Stored items:

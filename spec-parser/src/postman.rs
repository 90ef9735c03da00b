//! Postman collections (v2.0 / v2.1).

use indexmap::IndexSet;
use serde::Deserialize;
use serde_json::Value;
use tracing::{debug, warn};

use crate::ParsedSpec;
use crate::error::Result;
use crate::format::SourceType;
use crate::operation::{
    EndpointOperation, HttpMethod, Parameter, ParameterLocation, default_summary,
};

#[derive(Debug, Clone, Deserialize)]
pub struct Collection {
    #[serde(default)]
    pub info: CollectionInfo,
    pub item: Vec<Item>,
    #[serde(default)]
    pub variable: Vec<Variable>,
}

#[derive(Debug, Clone, Default, Deserialize)]
pub struct CollectionInfo {
    pub name: Option<String>,
    pub version: Option<Value>,
}

#[derive(Debug, Clone, Deserialize)]
pub struct Variable {
    pub key: Option<String>,
    pub value: Option<Value>,
}

/// A folder (has `item`) or a request (has `request`).
#[derive(Debug, Clone, Deserialize)]
pub struct Item {
    pub name: Option<String>,
    pub item: Option<Vec<Item>>,
    pub request: Option<RequestField>,
}

#[derive(Debug, Clone, Deserialize)]
#[serde(untagged)]
pub enum RequestField {
    Url(String),
    Request(Request),
}

#[derive(Debug, Clone, Default, Deserialize)]
pub struct Request {
    pub method: Option<String>,
    pub url: Option<UrlField>,
    #[serde(default)]
    pub header: Vec<KeyValue>,
    pub body: Option<Body>,
    pub description: Option<Value>,
}

#[derive(Debug, Clone, Deserialize)]
#[serde(untagged)]
pub enum UrlField {
    Raw(String),
    Structured(Url),
}

#[derive(Debug, Clone, Default, Deserialize)]
pub struct Url {
    pub raw: Option<String>,
    pub path: Option<PathField>,
    #[serde(default)]
    pub query: Vec<KeyValue>,
}

#[derive(Debug, Clone, Deserialize)]
#[serde(untagged)]
pub enum PathField {
    Segments(Vec<Segment>),
    Joined(String),
}

#[derive(Debug, Clone, Deserialize)]
#[serde(untagged)]
pub enum Segment {
    Text(String),
    Object { value: String },
}

#[derive(Debug, Clone, Deserialize)]
pub struct KeyValue {
    pub key: Option<String>,
    #[serde(default)]
    pub disabled: bool,
}

#[derive(Debug, Clone, Default, Deserialize)]
pub struct Body {
    pub mode: Option<String>,
    pub raw: Option<String>,
    #[serde(default)]
    pub urlencoded: Vec<KeyValue>,
    #[serde(default)]
    pub formdata: Vec<KeyValue>,
}

impl Collection {
    pub fn normalize(&self) -> Result<ParsedSpec> {
        let mut operations = Vec::new();
        let mut folders = Vec::new();
        flatten(&self.item, &mut folders, &mut operations);

        Ok(ParsedSpec {
            source_type: SourceType::Postman,
            title: self.info.name.clone(),
            version: self.info.version.as_ref().map(value_text),
            base_url: self.base_url(),
            operations,
        })
    }

    /// `baseUrl` collection variable, else the origin of the first absolute
    /// request URL.
    fn base_url(&self) -> Option<String> {
        let from_variable = self
            .variable
            .iter()
            .find(|v| matches!(v.key.as_deref(), Some("baseUrl" | "base_url")))
            .and_then(|v| v.value.as_ref())
            .map(value_text)
            .filter(|v| !v.is_empty());
        if from_variable.is_some() {
            return from_variable;
        }

        let mut stack: Vec<&Item> = self.item.iter().rev().collect();
        while let Some(item) = stack.pop() {
            if let Some(children) = &item.item {
                stack.extend(children.iter().rev());
                continue;
            }
            let raw = match &item.request {
                Some(RequestField::Url(raw)) => Some(raw.as_str()),
                Some(RequestField::Request(request)) => match &request.url {
                    Some(UrlField::Raw(raw)) => Some(raw.as_str()),
                    Some(UrlField::Structured(url)) => url.raw.as_deref(),
                    None => None,
                },
                None => None,
            };
            if let Some(parsed) = raw.and_then(|r| url::Url::parse(r).ok()) {
                if parsed.has_host() {
                    return Some(parsed.origin().ascii_serialization());
                }
            }
        }
        None
    }
}

fn flatten(items: &[Item], folders: &mut Vec<String>, out: &mut Vec<EndpointOperation>) {
    for item in items {
        if let Some(children) = &item.item {
            let pushed = match item.name.as_deref().map(str::trim) {
                Some(name) if !name.is_empty() => {
                    folders.push(name.to_string());
                    true
                }
                _ => false,
            };
            flatten(children, folders, out);
            if pushed {
                folders.pop();
            }
            continue;
        }

        let Some(request) = &item.request else {
            debug!(name = ?item.name, "skipping postman item without request");
            continue;
        };
        if let Some(op) = convert(item.name.as_deref(), request, folders) {
            out.push(op);
        }
    }
}

fn convert(name: Option<&str>, request: &RequestField, folders: &[String]) -> Option<EndpointOperation> {
    let owned;
    let request = match request {
        RequestField::Request(request) => request,
        RequestField::Url(raw) => {
            owned = Request {
                url: Some(UrlField::Raw(raw.clone())),
                ..Request::default()
            };
            &owned
        }
    };

    let method = match request.method.as_deref() {
        None => HttpMethod::Get,
        Some(verb) => match verb.parse::<HttpMethod>() {
            Ok(method) => method,
            Err(e) => {
                warn!(name = ?name, "skipping postman request: {e}");
                return None;
            }
        },
    };

    let (segments, query_keys) = match &request.url {
        Some(UrlField::Raw(raw)) => split_raw(raw),
        Some(UrlField::Structured(url)) => {
            let (raw_segments, raw_query) = url.raw.as_deref().map(split_raw).unwrap_or_default();
            let segments = match &url.path {
                Some(PathField::Segments(parts)) => parts
                    .iter()
                    .map(|s| match s {
                        Segment::Text(text) => text.clone(),
                        Segment::Object { value } => value.clone(),
                    })
                    .collect(),
                Some(PathField::Joined(joined)) => path_segments(joined),
                None => raw_segments,
            };
            let query = if url.query.is_empty() {
                raw_query
            } else {
                enabled_keys(&url.query)
            };
            (segments, query)
        }
        None => (Vec::new(), Vec::new()),
    };

    let mut parameters = Vec::new();
    let mut normalized = Vec::new();
    for segment in segments.iter().filter(|s| !s.is_empty()) {
        match path_variable(segment) {
            Some(var) => {
                normalized.push(format!("{{{var}}}"));
                parameters.push(Parameter::new(var, ParameterLocation::Path));
            }
            None => normalized.push(segment.clone()),
        }
    }
    let path = format!("/{}", normalized.join("/"));

    let query_keys: IndexSet<String> = query_keys.into_iter().collect();
    parameters.extend(
        query_keys
            .into_iter()
            .map(|key| Parameter::new(key, ParameterLocation::Query)),
    );
    parameters.extend(
        enabled_keys(&request.header)
            .into_iter()
            .map(|key| Parameter::new(key, ParameterLocation::Header)),
    );

    let mut body_fields = Vec::new();
    if let Some(body) = &request.body {
        match body.mode.as_deref() {
            Some("urlencoded") => parameters.extend(
                enabled_keys(&body.urlencoded)
                    .into_iter()
                    .map(|key| Parameter::new(key, ParameterLocation::FormData)),
            ),
            Some("formdata") => parameters.extend(
                enabled_keys(&body.formdata)
                    .into_iter()
                    .map(|key| Parameter::new(key, ParameterLocation::FormData)),
            ),
            Some("raw") => {
                if let Some(Value::Object(fields)) = body
                    .raw
                    .as_deref()
                    .and_then(|raw| serde_json::from_str::<Value>(raw).ok())
                {
                    body_fields = fields.keys().cloned().collect();
                }
            }
            _ => {}
        }
    }

    let summary = name
        .map(str::trim)
        .filter(|n| !n.is_empty())
        .map(str::to_string)
        .unwrap_or_else(|| default_summary(method, &path));

    let mut op = EndpointOperation::new(method, path);
    op.summary = summary;
    op.description = request.description.as_ref().and_then(description_text);
    op.parameters = parameters;
    op.body_fields = body_fields;
    op.tags = folders.iter().cloned().collect();

    debug!(method = %op.method, path = %op.path, "parsed postman request");
    Some(op)
}

/// Split a raw URL into path segments and query keys.
fn split_raw(raw: &str) -> (Vec<String>, Vec<String>) {
    let (before_query, query) = match raw.split_once('?') {
        Some((before, query)) => (before, Some(query)),
        None => (raw, None),
    };

    let path = if before_query.contains("{{") {
        strip_origin(before_query)
    } else {
        match url::Url::parse(before_query) {
            Ok(parsed) if parsed.has_host() => parsed.path().to_string(),
            _ => strip_origin(before_query),
        }
    };

    let query_keys = query
        .map(|q| {
            q.split('&')
                .filter_map(|pair| pair.split('=').next())
                .filter(|key| !key.is_empty())
                .map(str::to_string)
                .collect()
        })
        .unwrap_or_default();

    (path_segments(&path), query_keys)
}

/// Drop a `scheme://host` or leading `{{host}}` variable from a raw URL.
fn strip_origin(raw: &str) -> String {
    let rest = match raw.split_once("://") {
        Some((_, rest)) => rest.find('/').map_or("", |i| &rest[i..]),
        None if raw.starts_with("{{") => match raw.find("}}") {
            Some(end) => &raw[end + 2..],
            None => raw,
        },
        None => raw,
    };
    rest.to_string()
}

fn path_segments(path: &str) -> Vec<String> {
    path.split('/')
        .filter(|s| !s.is_empty())
        .map(str::to_string)
        .collect()
}

/// `:id` or `{{id}}` segments name a path variable.
fn path_variable(segment: &str) -> Option<&str> {
    if let Some(name) = segment.strip_prefix(':') {
        return Some(name).filter(|n| !n.is_empty());
    }
    segment
        .strip_prefix("{{")
        .and_then(|s| s.strip_suffix("}}"))
        .filter(|n| !n.is_empty())
}

fn enabled_keys(pairs: &[KeyValue]) -> Vec<String> {
    pairs
        .iter()
        .filter(|kv| !kv.disabled)
        .filter_map(|kv| kv.key.as_deref())
        .filter(|key| !key.is_empty())
        .map(str::to_string)
        .collect()
}

fn description_text(value: &Value) -> Option<String> {
    match value {
        Value::String(s) => Some(s.clone()),
        Value::Object(obj) => obj.get("content").and_then(Value::as_str).map(str::to_string),
        _ => None,
    }
}

fn value_text(value: &Value) -> String {
    match value {
        Value::String(s) => s.clone(),
        other => other.to_string(),
    }
}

Exercise
Copy out each line of the entries above that holds "ParsedSpec".

Answer box
use crate::ParsedSpec;
    pub fn normalize(&self) -> Result<ParsedSpec> {
        Ok(ParsedSpec {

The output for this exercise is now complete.